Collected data
---

#[cfg(test)]
mod tests {
    use super::*;
    use crate::backends::test_utils::{MockBackendFactory, MockBehavior};
    use crate::config::{ProcessorConfig, RegionRatios};
    use image::Rgba;
    use std::path::PathBuf;

    fn memory_model(name: &str, fill: u8) -> ModelSource {
        ModelSource::Memory {
            name: name.to_string(),
            bytes: vec![fill; 64],
        }
    }

    fn solid_image(width: u32, height: u32, rgba: [u8; 4]) -> DynamicImage {
        DynamicImage::ImageRgba8(RgbaImage::from_pixel(width, height, Rgba(rgba)))
    }

    #[test]
    fn test_successful_run_reaches_done() {
        let factory = MockBackendFactory::new(MockBehavior::Identity);
        let config = ProcessorConfig::builder()
            .model(memory_model("lama_fp32.onnx", 1))
            .model_input_size(32)
            .build()
            .unwrap();
        let mut processor =
            WatermarkRemovalProcessor::with_factory(config, Box::new(factory)).unwrap();

        let image = solid_image(100, 80, [120, 64, 200, 255]);
        let output = processor.process_image(&image).unwrap().unwrap();

        assert_eq!(processor.state().stage, PipelineStage::Done);
        assert_eq!(processor.state().progress, 100);
        assert!(processor.state().last_error.is_none());
        assert_eq!(output.original_dimensions, (100, 80));
        assert_eq!(output.image.dimensions(), (100, 80));
        assert!(processor.last_output().is_some());
    }

    #[test]
    fn test_identity_round_trip_preserves_solid_color() {
        // Solid color through stretch, identity "network", decode, and
        // composite must come back within rounding tolerance everywhere.
        let factory = MockBackendFactory::new(MockBehavior::Identity);
        let config = ProcessorConfig::builder()
            .model(memory_model("lama_fp32.onnx", 1))
            .model_input_size(64)
            .build()
            .unwrap();
        let mut processor =
            WatermarkRemovalProcessor::with_factory(config, Box::new(factory)).unwrap();

        let color = [120u8, 64, 200];
        let image = solid_image(100, 80, [color[0], color[1], color[2], 255]);
        let output = processor.process_image(&image).unwrap().unwrap();

        for (_, _, pixel) in output.image.enumerate_pixels() {
            for c in 0..3 {
                let diff = i16::from(pixel[c]) - i16::from(color[c]);
                assert!(diff.abs() <= 1, "channel {c} off by {diff}");
            }
            assert_eq!(pixel[3], 255);
        }
    }

    #[test]
    fn test_all_ones_output_patches_white() {
        let factory = MockBackendFactory::new(MockBehavior::SolidNormalized(1.0));
        let config = ProcessorConfig::builder()
            .model(memory_model("lama_fp32.onnx", 1))
            .model_input_size(32)
            .build()
            .unwrap();
        let mut processor =
            WatermarkRemovalProcessor::with_factory(config, Box::new(factory)).unwrap();

        let image = solid_image(200, 200, [0, 0, 0, 255]);
        let output = processor.process_image(&image).unwrap().unwrap();

        // Extended region at 0.16 on 200x200 is {x: 168, y: 168, 32x32}
        assert_eq!(output.image.get_pixel(199, 199).0, [255, 255, 255, 255]);
        assert_eq!(output.image.get_pixel(168, 168).0, [255, 255, 255, 255]);
        // Untouched outside the blend region
        assert_eq!(output.image.get_pixel(167, 167).0, [0, 0, 0, 255]);
        assert_eq!(output.image.get_pixel(0, 0).0, [0, 0, 0, 255]);
    }

    #[test]
    fn test_busy_pipeline_ignores_new_run() {
        let factory = MockBackendFactory::new(MockBehavior::Identity);
        let config = ProcessorConfig::builder()
            .model(memory_model("lama_fp32.onnx", 1))
            .model_input_size(32)
            .build()
            .unwrap();
        let mut processor =
            WatermarkRemovalProcessor::with_factory(config, Box::new(factory)).unwrap();

        // Simulate an in-flight run
        processor.state.stage = PipelineStage::Inference;
        processor.state.progress = 85;
        processor.state.status_message = "Running AI inpainting".to_string();

        let image = solid_image(50, 50, [1, 2, 3, 255]);
        let result = processor.process_image(&image).unwrap();
        assert!(result.is_none());

        // First run's state is unaffected by the rejected request
        assert_eq!(processor.state().stage, PipelineStage::Inference);
        assert_eq!(processor.state().progress, 85);
        assert_eq!(processor.state().status_message, "Running AI inpainting");
    }

    #[test]
    fn test_missing_model_fails_run() {
        let factory = MockBackendFactory::new(MockBehavior::Identity);
        let config = ProcessorConfig::builder().model_input_size(32).build().unwrap();
        let mut processor =
            WatermarkRemovalProcessor::with_factory(config, Box::new(factory)).unwrap();

        let image = solid_image(50, 50, [1, 2, 3, 255]);
        let err = processor.process_image(&image).unwrap_err();
        assert!(matches!(err, InpaintError::ModelMissing));
        assert_eq!(processor.state().stage, PipelineStage::Error);
        assert_eq!(processor.state().progress, 0);
        assert!(processor.state().last_error.is_some());
    }

    #[test]
    fn test_inference_failure_resets_progress() {
        let factory = MockBackendFactory::new(MockBehavior::FailInference);
        let config = ProcessorConfig::builder()
            .model(memory_model("lama_fp32.onnx", 1))
            .model_input_size(32)
            .build()
            .unwrap();
        let mut processor =
            WatermarkRemovalProcessor::with_factory(config, Box::new(factory)).unwrap();

        let image = solid_image(50, 50, [1, 2, 3, 255]);
        let err = processor.process_image(&image).unwrap_err();
        assert!(matches!(err, InpaintError::Inference(_)));
        assert_eq!(processor.state().stage, PipelineStage::Error);
        assert_eq!(processor.state().progress, 0);
        assert!(processor.last_output().is_none());
    }

    #[test]
    fn test_failing_run_clears_previous_result() {
        let factory = MockBackendFactory::new(MockBehavior::Identity);
        let config = ProcessorConfig::builder()
            .model(memory_model("lama_fp32.onnx", 1))
            .model_input_size(32)
            .build()
            .unwrap();
        let mut processor =
            WatermarkRemovalProcessor::with_factory(config, Box::new(factory)).unwrap();

        let image = solid_image(50, 50, [1, 2, 3, 255]);
        processor.process_image(&image).unwrap();
        assert!(processor.last_output().is_some());

        // Point the processor at a model that cannot be read; the next run
        // fails during model loading and must not retain the stale success.
        processor
            .set_model(ModelSource::File(PathBuf::from("/nonexistent/b.onnx")))
            .unwrap();
        let err = processor.process_image(&image).unwrap_err();
        assert!(matches!(err, InpaintError::ModelLoad(_)));
        assert!(processor.last_output().is_none());
        assert_eq!(processor.state().progress, 0);
    }

    #[test]
    fn test_session_reused_across_runs() {
        let factory = MockBackendFactory::new(MockBehavior::Identity);
        let stats = factory.stats();
        let config = ProcessorConfig::builder()
            .model(memory_model("model-a.onnx", 1))
            .model_input_size(32)
            .build()
            .unwrap();
        let mut processor =
            WatermarkRemovalProcessor::with_factory(config, Box::new(factory)).unwrap();

        let image = solid_image(50, 50, [1, 2, 3, 255]);
        processor.process_image(&image).unwrap();
        processor.process_image(&image).unwrap();

        assert_eq!(stats.initializations(), 1);
        assert_eq!(stats.inferences(), 2);
    }

    #[test]
    fn test_model_swap_invalidates_session() {
        let factory = MockBackendFactory::new(MockBehavior::Identity);
        let stats = factory.stats();
        let config = ProcessorConfig::builder()
            .model(memory_model("model-a.onnx", 1))
            .model_input_size(32)
            .build()
            .unwrap();
        let mut processor =
            WatermarkRemovalProcessor::with_factory(config, Box::new(factory)).unwrap();

        let image = solid_image(50, 50, [1, 2, 3, 255]);
        processor.process_image(&image).unwrap();
        assert_eq!(stats.initializations(), 1);

        // Swapping to model B drops A's session; the next run fully reloads
        processor.set_model(memory_model("model-b.onnx", 2)).unwrap();
        processor.process_image(&image).unwrap();
        assert_eq!(stats.initializations(), 2);
    }

    #[test]
    fn test_preload_warms_session() {
        let factory = MockBackendFactory::new(MockBehavior::Identity);
        let stats = factory.stats();
        let config = ProcessorConfig::builder()
            .model(memory_model("model-a.onnx", 1))
            .model_input_size(32)
            .build()
            .unwrap();
        let mut processor =
            WatermarkRemovalProcessor::with_factory(config, Box::new(factory)).unwrap();

        processor.preload_model().unwrap();
        assert_eq!(stats.initializations(), 1);
        assert_eq!(processor.state().stage, PipelineStage::Idle);
        assert_eq!(processor.state().status_message, "Model ready");

        let image = solid_image(50, 50, [1, 2, 3, 255]);
        processor.process_image(&image).unwrap();
        assert_eq!(stats.initializations(), 1);
    }

    #[test]
    fn test_clear_resets_state_and_output() {
        let factory = MockBackendFactory::new(MockBehavior::Identity);
        let config = ProcessorConfig::builder()
            .model(memory_model("model-a.onnx", 1))
            .model_input_size(32)
            .build()
            .unwrap();
        let mut processor =
            WatermarkRemovalProcessor::with_factory(config, Box::new(factory)).unwrap();

        let image = solid_image(50, 50, [1, 2, 3, 255]);
        processor.process_image(&image).unwrap();
        processor.clear();

        assert!(processor.last_output().is_none());
        assert_eq!(processor.state().stage, PipelineStage::Idle);
        assert_eq!(processor.state().progress, 0);
    }

    #[test]
    fn test_process_bytes_decodes_input() {
        let factory = MockBackendFactory::new(MockBehavior::Identity);
        let config = ProcessorConfig::builder()
            .model(memory_model("model-a.onnx", 1))
            .model_input_size(32)
            .build()
            .unwrap();
        let mut processor =
            WatermarkRemovalProcessor::with_factory(config, Box::new(factory)).unwrap();

        let image = solid_image(40, 30, [10, 20, 30, 255]);
        let bytes = ImageIOService::encode_png(&image.to_rgba8()).unwrap();
        let output = processor.process_bytes(&bytes).unwrap().unwrap();
        assert_eq!(output.original_dimensions, (40, 30));

        let err = processor.process_bytes(b"garbage").unwrap_err();
        assert!(matches!(err, InpaintError::Decode(_)));
        assert_eq!(processor.state().stage, PipelineStage::Error);
    }

    #[test]
    fn test_progress_is_monotonic_during_run() {
        use std::sync::{Arc, Mutex as StdMutex};

        struct RecordingReporter {
            seen: Arc<StdMutex<Vec<u8>>>,
        }
        impl ProgressReporter for RecordingReporter {
            fn report_progress(&self, update: ProgressUpdate) {
                self.seen.lock().unwrap().push(update.progress);
            }
            fn report_error(&self, _stage: PipelineStage, _error: &str) {}
        }

        let factory = MockBackendFactory::new(MockBehavior::Identity);
        let config = ProcessorConfig::builder()
            .model(memory_model("model-a.onnx", 1))
            .model_input_size(32)
            .build()
            .unwrap();
        let mut processor =
            WatermarkRemovalProcessor::with_factory(config, Box::new(factory)).unwrap();
        let seen = Arc::new(StdMutex::new(Vec::new()));
        processor.set_progress_reporter(Box::new(RecordingReporter {
            seen: Arc::clone(&seen),
        }));

        let image = solid_image(50, 50, [1, 2, 3, 255]);
        processor.process_image(&image).unwrap();

        let seen = seen.lock().unwrap();
        assert!(seen.windows(2).all(|pair| pair[0] <= pair[1]), "{seen:?}");
        assert_eq!(*seen.last().unwrap(), 100);
    }

    #[test]
    fn test_custom_ratios_flow_through() {
        let factory = MockBackendFactory::new(MockBehavior::SolidNormalized(1.0));
        let ratios = RegionRatios {
            width_ratio: 0.25,
            height_ratio: 0.25,
            extended_ratio: 0.5,
        };
        let config = ProcessorConfig::builder()
            .model(memory_model("model-a.onnx", 1))
            .model_input_size(32)
            .ratios(ratios)
            .build()
            .unwrap();
        let mut processor =
            WatermarkRemovalProcessor::with_factory(config, Box::new(factory)).unwrap();

        let image = solid_image(100, 100, [0, 0, 0, 255]);
        let output = processor.process_image(&image).unwrap().unwrap();

        // Extended region at 0.5 covers the bottom-right quadrant
        assert_eq!(output.image.get_pixel(50, 50).0, [255, 255, 255, 255]);
        assert_eq!(output.image.get_pixel(49, 49).0, [0, 0, 0, 255]);
    }
}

---

## Assignment:
Could you write out exactly the lines above, starting at the first one and ending with the line that has "assert!(processor.state().last_error.is_none());"?

## Task result:
#[cfg(test)]
mod tests {
    use super::*;
    use crate::backends::test_utils::{MockBackendFactory, MockBehavior};
    use crate::config::{ProcessorConfig, RegionRatios};
    use image::Rgba;
    use std::path::PathBuf;

    fn memory_model(name: &str, fill: u8) -> ModelSource {
        ModelSource::Memory {
            name: name.to_string(),
            bytes: vec![fill; 64],
        }
    }

    fn solid_image(width: u32, height: u32, rgba: [u8; 4]) -> DynamicImage {
        DynamicImage::ImageRgba8(RgbaImage::from_pixel(width, height, Rgba(rgba)))
    }

    #[test]
    fn test_successful_run_reaches_done() {
        let factory = MockBackendFactory::new(MockBehavior::Identity);
        let config = ProcessorConfig::builder()
            .model(memory_model("lama_fp32.onnx", 1))
            .model_input_size(32)
            .build()
            .unwrap();
        let mut processor =
            WatermarkRemovalProcessor::with_factory(config, Box::new(factory)).unwrap();

        let image = solid_image(100, 80, [120, 64, 200, 255]);
        let output = processor.process_image(&image).unwrap().unwrap();

        assert_eq!(processor.state().stage, PipelineStage::Done);
        assert_eq!(processor.state().progress, 100);
        assert!(processor.state().last_error.is_none());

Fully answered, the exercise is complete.